//! # Arc Algebra
//!
//! Arcs are the dependency relations the parser builds: ordered, strictly
//! increasing sequences of note indices, at least two long. This module
//! owns their classification, the overlap/conflict tests, and the three
//! graph-editing primitives (merge, embed, extend), together with the
//! dependency add/remove operations that keep every touched note's
//! lefthead/righthead/dependents in agreement with the arcs that contain it.
//!
//! ## Invariants
//! - Arc note lists are strictly increasing and have length >= 2.
//! - No two arcs in a working set overlap (cross without nesting); they may
//!   nest or share an endpoint.
//! - A note's lefthead/righthead always name notes that are members of an
//!   arc containing this note; removing an arc clears them, re-adding
//!   restores them.
//!
//! ## Related Modules
//! - `note` - The dependency fields written here
//! - `scanner` - Creates arcs during transition scanning
//! - `structure` - Merges/extends arcs while assembling the basic arc

use crate::interval;
use crate::note::{Direction, Note};

/// Whether an arc belongs to the basic structure or elaborates it.
#[derive(Debug, Clone, Copy, PartialEq, Eq, Hash)]
pub enum ArcCategory {
    Basic,
    Secondary,
}

/// Classified shape of an arc.
#[derive(Debug, Clone, Copy, PartialEq, Eq, Hash)]
pub enum ArcKind {
    /// Two notes, equal scale degree.
    Repetition,
    /// Three notes, step out and step back to the starting degree.
    Neighbor { upper: bool },
    /// A monotonic chain of diatonic steps between different endpoints.
    Passing { rising: bool },
    /// Bass-line basic arc: tonic - dominant - tonic.
    Arpeggiation,
}

impl ArcKind {
    pub fn as_str(&self) -> &'static str {
        match self {
            ArcKind::Repetition => "repetition",
            ArcKind::Neighbor { upper: true } => "upper neighbor",
            ArcKind::Neighbor { upper: false } => "lower neighbor",
            ArcKind::Passing { rising: true } => "rising passing",
            ArcKind::Passing { rising: false } => "falling passing",
            ArcKind::Arpeggiation => "arpeggiation",
        }
    }
}

/// A dependency arc over note indices.
#[derive(Debug, Clone, PartialEq)]
pub struct Arc {
    pub notes: Vec<usize>,
    pub category: ArcCategory,
    pub kind: Option<ArcKind>,
    /// Display rank assigned after leveling (0 = most fundamental).
    pub level: Option<usize>,
}

impl Arc {
    /// A secondary arc, classified immediately from the note array.
    pub fn secondary(notes_list: Vec<usize>, notes: &[Note]) -> Self {
        debug_assert!(notes_list.len() >= 2);
        debug_assert!(notes_list.windows(2).all(|w| w[0] < w[1]));
        let kind = classify_arc(notes, &notes_list);
        Self {
            notes: notes_list,
            category: ArcCategory::Secondary,
            kind,
            level: None,
        }
    }

    /// The basic arc of a parse.
    pub fn basic(notes_list: Vec<usize>, kind: Option<ArcKind>) -> Self {
        debug_assert!(notes_list.len() >= 2);
        Self {
            notes: notes_list,
            category: ArcCategory::Basic,
            kind,
            level: None,
        }
    }

    pub fn start(&self) -> usize {
        self.notes[0]
    }

    pub fn end(&self) -> usize {
        self.notes[self.notes.len() - 1]
    }

    pub fn interior(&self) -> &[usize] {
        &self.notes[1..self.notes.len() - 1]
    }

    pub fn contains(&self, index: usize) -> bool {
        self.notes.contains(&index)
    }

    /// True when `index` is the first or last element.
    pub fn is_terminal(&self, index: usize) -> bool {
        self.start() == index || self.end() == index
    }

    pub fn is_passing(&self) -> bool {
        matches!(self.kind, Some(ArcKind::Passing { .. }))
    }

    pub fn is_repetition(&self) -> bool {
        matches!(self.kind, Some(ArcKind::Repetition))
    }

    /// Reclassify after a structural edit.
    pub fn reclassify(&mut self, notes: &[Note]) {
        if self.category == ArcCategory::Secondary {
            self.kind = classify_arc(notes, &self.notes);
        }
    }
}

/// Classify an index list against the note array.
///
/// Neighbor classification checks that the return direction is compatible
/// with the end note's direction flag: a note marked strictly ascending
/// cannot close a falling return, and vice versa.
pub fn classify_arc(notes: &[Note], list: &[usize]) -> Option<ArcKind> {
    if list.len() == 2 {
        let (a, b) = (&notes[list[0]], &notes[list[1]]);
        if interval::is_same_degree(a, b) {
            return Some(ArcKind::Repetition);
        }
    }
    if list.len() == 3 {
        let (a, m, b) = (&notes[list[0]], &notes[list[1]], &notes[list[2]]);
        if interval::is_diatonic_step(a, m)
            && interval::is_diatonic_step(m, b)
            && interval::is_same_degree(a, b)
        {
            let upper = m.csd.value > a.csd.value;
            let compatible = match b.csd.direction {
                Direction::Bidirectional => true,
                Direction::Ascending => !upper,
                Direction::Descending => upper,
            };
            if compatible {
                return Some(ArcKind::Neighbor { upper });
            }
        }
    }
    if list.len() >= 3 {
        let rising = list
            .windows(2)
            .all(|w| interval::is_step_up(&notes[w[0]], &notes[w[1]]));
        let falling = list
            .windows(2)
            .all(|w| interval::is_step_down(&notes[w[0]], &notes[w[1]]));
        if rising || falling {
            return Some(ArcKind::Passing { rising });
        }
    }
    None
}

/// Conflict test between two arcs.
///
/// Congruent spans always conflict, as do spans that cross without nesting.
/// When one span contains the other (possibly sharing an endpoint), the
/// pair conflicts only if an interior node of the outer arc falls strictly
/// inside the inner span; proper nesting is permitted.
pub fn arcs_conflict(a: &Arc, b: &Arc) -> bool {
    let (a0, an) = (a.start(), a.end());
    let (b0, bn) = (b.start(), b.end());
    if a0 == b0 && an == bn {
        return true;
    }
    if (a0 < b0 && b0 < an && an < bn) || (b0 < a0 && a0 < bn && bn < an) {
        return true;
    }
    let (outer, inner) = if a0 <= b0 && bn <= an {
        (a, b)
    } else if b0 <= a0 && an <= bn {
        (b, a)
    } else {
        return false;
    };
    outer
        .interior()
        .iter()
        .any(|&n| inner.start() < n && n < inner.end())
}

/// True if `candidate` conflicts with any arc in `arcs`.
pub fn conflicts_with_any(candidate: &Arc, arcs: &[Arc]) -> bool {
    arcs.iter().any(|a| arcs_conflict(candidate, a))
}

/// Install the dependency links implied by an arc. A two-note arc gives its
/// second note a lefthead only (the repetition relation); longer arcs give
/// every interior note both heads.
pub fn add_dependencies_from_arc(notes: &mut [Note], arc: &Arc) {
    if arc.notes.len() == 2 {
        let (head, dep) = (arc.notes[0], arc.notes[1]);
        notes[dep].dependency.lefthead = Some(head);
        if !notes[head].dependency.dependents.contains(&dep) {
            notes[head].dependency.dependents.push(dep);
        }
        return;
    }
    let (left, right) = (arc.start(), arc.end());
    for &k in arc.interior() {
        notes[k].dependency.lefthead = Some(left);
        notes[k].dependency.righthead = Some(right);
        if !notes[left].dependency.dependents.contains(&k) {
            notes[left].dependency.dependents.push(k);
        }
        if !notes[right].dependency.dependents.contains(&k) {
            notes[right].dependency.dependents.push(k);
        }
    }
}

/// Remove the dependency links implied by an arc, leaving links installed
/// by other arcs untouched.
pub fn remove_dependencies_from_arc(notes: &mut [Note], arc: &Arc) {
    if arc.notes.len() == 2 {
        let (head, dep) = (arc.notes[0], arc.notes[1]);
        if notes[dep].dependency.lefthead == Some(head) {
            notes[dep].dependency.lefthead = None;
        }
        notes[head].dependency.dependents.retain(|&d| d != dep);
        return;
    }
    let (left, right) = (arc.start(), arc.end());
    for &k in arc.interior() {
        if notes[k].dependency.lefthead == Some(left) {
            notes[k].dependency.lefthead = None;
        }
        if notes[k].dependency.righthead == Some(right) {
            notes[k].dependency.righthead = None;
        }
        notes[left].dependency.dependents.retain(|&d| d != k);
        notes[right].dependency.dependents.retain(|&d| d != k);
    }
}

/// Detach a single note from the dependency graph entirely.
pub fn clear_dependencies(notes: &mut [Note], index: usize) {
    if let Some(head) = notes[index].dependency.lefthead.take() {
        notes[head].dependency.dependents.retain(|&d| d != index);
    }
    if let Some(head) = notes[index].dependency.righthead.take() {
        notes[head].dependency.dependents.retain(|&d| d != index);
    }
    let dependents = std::mem::take(&mut notes[index].dependency.dependents);
    for d in dependents {
        if notes[d].dependency.lefthead == Some(index) {
            notes[d].dependency.lefthead = None;
        }
        if notes[d].dependency.righthead == Some(index) {
            notes[d].dependency.righthead = None;
        }
    }
}

/// Delete an arc by position, clearing its dependency links first.
pub fn remove_arc(notes: &mut [Note], arcs: &mut Vec<Arc>, arc_index: usize) -> Arc {
    let arc = arcs.remove(arc_index);
    remove_dependencies_from_arc(notes, &arc);
    arc
}

/// Fuse two passing arcs moving in the same direction where `a1`'s terminal
/// degree matches `a2`'s initial degree. `a2`'s non-duplicate elements are
/// spliced onto `a1` and `a2` is deleted; dependencies are removed for both
/// and re-derived for the fused arc.
///
/// Returns false (and changes nothing) when the precondition fails.
pub fn arc_merge(notes: &mut [Note], arcs: &mut Vec<Arc>, i1: usize, i2: usize) -> bool {
    if i1 == i2 {
        return false;
    }
    let (d1, d2) = match (arcs[i1].kind, arcs[i2].kind) {
        (Some(ArcKind::Passing { rising: r1 }), Some(ArcKind::Passing { rising: r2 })) => (r1, r2),
        _ => return false,
    };
    if d1 != d2 {
        return false;
    }
    let end1 = arcs[i1].end();
    let start2 = arcs[i2].start();
    if notes[end1].csd.value != notes[start2].csd.value {
        return false;
    }

    let a2 = arcs[i2].clone();
    remove_dependencies_from_arc(notes, &a2);
    let a1_snapshot = arcs[i1].clone();
    remove_dependencies_from_arc(notes, &a1_snapshot);

    let fused: Vec<usize> = {
        let mut list = arcs[i1].notes.clone();
        for &n in &a2.notes {
            if !list.contains(&n) {
                list.push(n);
            }
        }
        list.sort_unstable();
        list
    };
    arcs[i1].notes = fused;
    arcs[i1].kind = Some(ArcKind::Passing { rising: d1 });
    let rebuilt = arcs[i1].clone();
    add_dependencies_from_arc(notes, &rebuilt);
    arcs.remove(i2);
    true
}

/// Absorb a two-note repetition into an adjacent passing arc by relocating
/// the passing arc's matching edge node to the repetition's outer note.
///
/// The repetition must touch the passing arc at one edge with an equal
/// scale degree: `[h, i] + [i, ..]` relocates the start to `h`;
/// `[.., i] + [i, j]` relocates the end to `j`. Returns false when the
/// arcs are not in that configuration.
pub fn arc_embed(notes: &mut [Note], arcs: &mut Vec<Arc>, passing: usize, repetition: usize) -> bool {
    if passing == repetition || !arcs[passing].is_passing() || !arcs[repetition].is_repetition() {
        return false;
    }
    let (rep_start, rep_end) = (arcs[repetition].start(), arcs[repetition].end());
    let snapshot = arcs[passing].clone();
    if rep_end == snapshot.start() {
        remove_dependencies_from_arc(notes, &snapshot);
        arcs[passing].notes[0] = rep_start;
        let rebuilt = arcs[passing].clone();
        add_dependencies_from_arc(notes, &rebuilt);
        true
    } else if rep_start == snapshot.end() {
        remove_dependencies_from_arc(notes, &snapshot);
        let last = arcs[passing].notes.len() - 1;
        arcs[passing].notes[last] = rep_end;
        let rebuilt = arcs[passing].clone();
        add_dependencies_from_arc(notes, &rebuilt);
        true
    } else {
        false
    }
}

/// Lengthen an arc by one boundary note and rebuild its dependency links.
/// The new index must fall strictly before the arc's start or strictly
/// after its end.
pub fn arc_extend(notes: &mut [Note], arc: &mut Arc, index: usize) -> bool {
    if arc.contains(index) {
        return false;
    }
    let snapshot = arc.clone();
    if index < arc.start() {
        remove_dependencies_from_arc(notes, &snapshot);
        arc.notes.insert(0, index);
    } else if index > arc.end() {
        remove_dependencies_from_arc(notes, &snapshot);
        arc.notes.push(index);
    } else {
        return false;
    }
    arc.reclassify(notes);
    add_dependencies_from_arc(notes, arc);
    true
}
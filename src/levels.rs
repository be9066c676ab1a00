//! # Structural Levels
//!
//! Assigns a hierarchy depth to every note: the basic structure sits at
//! levels 0-2, and each arc consumed while filling the gaps between
//! already-leveled nodes pushes its members one level deeper. Spans no arc
//! explains are filled by a recursive insertion-tree search with
//! backtracking. Arc display levels are then derived by densely re-ranking
//! each arc's deepest member.
//!
//! ## Related Modules
//! - `parse` - Calls these stages when structural levels are requested
//! - `interval` - Permissibility checks on branch leaps and insertions

use crate::arc::ArcCategory;
use crate::config::ParserConfig;
use crate::interval;
use crate::parse::Parse;

/// Seed the basic-structure levels, then fill every span between leveled
/// nodes from the remaining arcs, branch by branch.
pub fn set_dependency_levels(parse: &mut Parse, _config: &ParserConfig) {
    parse.notes[parse.s1_index].rule.level = Some(0);
    if let Some(s2) = parse.s2_index {
        parse.notes[s2].rule.level = Some(1);
    }
    // a generic line's terminus doubles as S3; its level 0 stands
    for s in parse
        .s3_indexes
        .clone()
        .into_iter()
        .chain(parse.s3_index)
        .chain(parse.s4_index)
    {
        if parse.notes[s].rule.level.is_none() {
            parse.notes[s].rule.level = Some(2);
        }
    }
    if let Some(first) = parse.notes.iter().find(|n| n.is_scanned()) {
        let first = first.index;
        let in_basic = parse
            .arc_basic
            .as_ref()
            .map_or(false, |b| b.contains(&first));
        if !in_basic && parse.notes[first].rule.level.is_none() {
            parse.notes[first].rule.level = Some(3);
        }
    }

    let mut consumed: Vec<bool> = parse
        .arcs
        .iter()
        .map(|a| a.category == ArcCategory::Basic)
        .collect();
    loop {
        let spans = fillable_spans(parse);
        let mut progressed = false;
        for (l, r) in spans {
            if let Some(pos) = best_branch(parse, &consumed, l, r) {
                assign_from_arc(parse, pos, l, r);
                consumed[pos] = true;
                progressed = true;
                break;
            }
        }
        if !progressed {
            break;
        }
    }

    // spans no arc explains: nested single-note insertions
    for (l, r) in fillable_spans(parse) {
        let mut assigned = Vec::new();
        if !insert_recursive(parse, l, r, &mut assigned) {
            for idx in assigned {
                parse.notes[idx].rule.level = None;
            }
        }
    }
}

/// Gaps between consecutive leveled notes that still contain unleveled
/// real notes.
fn fillable_spans(parse: &Parse) -> Vec<(usize, usize)> {
    let anchors: Vec<usize> = parse
        .notes
        .iter()
        .filter(|n| n.is_scanned() && n.rule.level.is_some())
        .map(|n| n.index)
        .collect();
    anchors
        .windows(2)
        .map(|w| (w[0], w[1]))
        .filter(|&(l, r)| {
            parse
                .notes
                .iter()
                .any(|n| n.is_scanned() && n.index > l && n.index < r && n.rule.level.is_none())
        })
        .collect()
}

/// Pick the arc that best explains the span `(l, r)`, in strict preference
/// order: cross, right branch, left branch, inter branch.
fn best_branch(parse: &Parse, consumed: &[bool], l: usize, r: usize) -> Option<usize> {
    let eligible = |pos: usize| !consumed[pos] && parse.arcs[pos].category != ArcCategory::Basic;

    // cross: the arc spans exactly the two edges
    if let Some(pos) = (0..parse.arcs.len())
        .find(|&p| eligible(p) && parse.arcs[p].start() == l && parse.arcs[p].end() == r)
    {
        return Some(pos);
    }
    // right branch: anchored at the left edge, reaching inward
    if let Some(pos) = (0..parse.arcs.len())
        .filter(|&p| {
            eligible(p)
                && parse.arcs[p].start() == l
                && parse.arcs[p].end() < r
                && interval::is_permissible_span(
                    &parse.notes[parse.arcs[p].end()],
                    &parse.notes[r],
                )
        })
        .max_by_key(|&p| parse.arcs[p].notes.len())
    {
        return Some(pos);
    }
    // left branch: anchored at the right edge
    if let Some(pos) = (0..parse.arcs.len())
        .filter(|&p| {
            eligible(p)
                && parse.arcs[p].end() == r
                && parse.arcs[p].start() > l
                && interval::is_permissible_span(
                    &parse.notes[l],
                    &parse.notes[parse.arcs[p].start()],
                )
        })
        .max_by_key(|&p| parse.arcs[p].notes.len())
    {
        return Some(pos);
    }
    // inter branch: properly interior to the span
    (0..parse.arcs.len())
        .filter(|&p| eligible(p) && parse.arcs[p].start() > l && parse.arcs[p].end() < r)
        .max_by_key(|&p| parse.arcs[p].notes.len())
}

/// Unleveled termini sit one deeper than the deeper span edge; interiors
/// one deeper than the deeper terminus.
fn assign_from_arc(parse: &mut Parse, pos: usize, l: usize, r: usize) {
    let edge_max = parse.notes[l]
        .rule
        .level
        .unwrap_or(0)
        .max(parse.notes[r].rule.level.unwrap_or(0));
    let arc = parse.arcs[pos].clone();
    for t in [arc.start(), arc.end()] {
        if parse.notes[t].rule.level.is_none() {
            parse.notes[t].rule.level = Some(edge_max + 1);
        }
    }
    let terminal_max = parse.notes[arc.start()]
        .rule
        .level
        .unwrap_or(0)
        .max(parse.notes[arc.end()].rule.level.unwrap_or(0));
    for &n in arc.interior() {
        if parse.notes[n].rule.level.is_none() {
            parse.notes[n].rule.level = Some(terminal_max + 1);
        }
    }
}

fn permissible_insertion(parse: &Parse, l: usize, n: usize, r: usize) -> bool {
    let fits = |a: &crate::note::Note, b: &crate::note::Note| {
        interval::is_diatonic_step(a, b)
            || interval::is_consonant_skip(a, b)
            || interval::is_linear_unison(a, b)
    };
    fits(&parse.notes[l], &parse.notes[n]) && fits(&parse.notes[n], &parse.notes[r])
}

/// Insert the remaining notes of `(l, r)` one at a time into a level tree,
/// backtracking when a sub-span admits no permissible insertion.
fn insert_recursive(parse: &mut Parse, l: usize, r: usize, assigned: &mut Vec<usize>) -> bool {
    let interior: Vec<usize> = parse
        .notes
        .iter()
        .filter(|n| n.is_scanned() && n.index > l && n.index < r && n.rule.level.is_none())
        .map(|n| n.index)
        .collect();
    if interior.is_empty() {
        return true;
    }
    for &n in &interior {
        if !permissible_insertion(parse, l, n, r) {
            continue;
        }
        let level = parse.notes[l]
            .rule
            .level
            .unwrap_or(0)
            .max(parse.notes[r].rule.level.unwrap_or(0))
            + 1;
        parse.notes[n].rule.level = Some(level);
        let mark = assigned.len();
        assigned.push(n);
        if insert_recursive(parse, l, n, assigned) && insert_recursive(parse, n, r, assigned) {
            return true;
        }
        for k in assigned.drain(mark..) {
            parse.notes[k].rule.level = None;
        }
    }
    false
}

/// Each arc's raw level is its deepest member's level; raw levels are then
/// re-ranked into a dense 0..N ordering for display.
pub fn set_arc_levels(parse: &mut Parse) {
    let raw: Vec<Option<usize>> = parse
        .arcs
        .iter()
        .map(|a| {
            a.notes
                .iter()
                .filter_map(|&n| parse.notes[n].rule.level)
                .max()
        })
        .collect();
    let mut distinct: Vec<usize> = raw.iter().flatten().copied().collect();
    distinct.sort_unstable();
    distinct.dedup();
    for (arc, level) in parse.arcs.iter_mut().zip(raw) {
        arc.level = level.map(|v| distinct.iter().position(|&d| d == v).unwrap_or(0));
    }
}

#[cfg(test)]
mod tests {
    use crate::config::{LineType, ParserConfig, Species};
    use crate::context::LineContext;
    use crate::note::{Csd, Direction, Note};
    use crate::parse::ParseState;
    use crate::prelim::preliminary_parse;

    fn major_line(values: &[i32]) -> Vec<Note> {
        let semis = [0, 2, 4, 5, 7, 9, 11];
        values
            .iter()
            .enumerate()
            .map(|(i, &v)| {
                let pitch = 12 * v.div_euclid(7) + semis[v.rem_euclid(7) as usize];
                Note::new(i, Csd::new(v, Direction::Bidirectional), pitch, i + 1, 1.0, i as f64)
            })
            .collect()
    }

    #[test]
    fn test_basic_structure_levels() {
        // 3 4 3 2 1: a neighbor prefix before the basic descent
        let context = LineContext::monotriadic();
        let config = ParserConfig {
            species: Species::First,
            ..ParserConfig::default()
        };
        let prelim = preliminary_parse(major_line(&[2, 3, 2, 1, 0]), &context, &config);
        let outcome =
            crate::structure::build_candidates(&prelim, LineType::Primary, &context, &config);
        let mut parse = outcome
            .parses
            .into_iter()
            .find(|p| p.state == ParseState::BasicEstablished && p.s2_index == Some(2))
            .expect("a parse from the second S2 candidate");
        parse.perform(&context, &config);
        assert_eq!(parse.state, ParseState::Complete, "{:?}", parse.errors);
        assert_eq!(parse.notes[4].rule.level, Some(0));
        assert_eq!(parse.notes[2].rule.level, Some(1));
        assert_eq!(parse.notes[3].rule.level, Some(2));
        assert_eq!(parse.notes[0].rule.level, Some(3));
        assert_eq!(parse.notes[1].rule.level, Some(4));
    }

    #[test]
    fn test_level_zero_is_the_final_tonic() {
        let context = LineContext::monotriadic();
        let config = ParserConfig {
            species: Species::First,
            ..ParserConfig::default()
        };
        let prelim = preliminary_parse(major_line(&[2, 1, 0]), &context, &config);
        let outcome =
            crate::structure::build_candidates(&prelim, LineType::Primary, &context, &config);
        for mut parse in outcome.parses {
            if parse.state != ParseState::BasicEstablished {
                continue;
            }
            parse.perform(&context, &config);
            for n in &parse.notes {
                if n.rule.level == Some(0) {
                    assert_eq!(n.index, parse.s1_index);
                }
            }
        }
    }

    #[test]
    fn test_arc_levels_are_densely_ranked() {
        let context = LineContext::monotriadic();
        let config = ParserConfig {
            species: Species::First,
            ..ParserConfig::default()
        };
        let prelim = preliminary_parse(major_line(&[2, 3, 2, 1, 0]), &context, &config);
        let outcome =
            crate::structure::build_candidates(&prelim, LineType::Primary, &context, &config);
        let mut parse = outcome
            .parses
            .into_iter()
            .find(|p| p.state == ParseState::BasicEstablished)
            .expect("an established parse");
        parse.perform(&context, &config);
        let mut levels: Vec<usize> = parse.arcs.iter().filter_map(|a| a.level).collect();
        levels.sort_unstable();
        levels.dedup();
        for (expect, level) in levels.iter().enumerate() {
            assert_eq!(expect, *level);
        }
    }
}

_Exercise goal_
From the entries above, extract each line containing "nesting".

_Exercise solution_
//! - No two arcs in a working set overlap (cross without nesting); they may
/// Congruent spans always conflict, as do spans that cross without nesting.
/// inside the inner span; proper nesting is permitted.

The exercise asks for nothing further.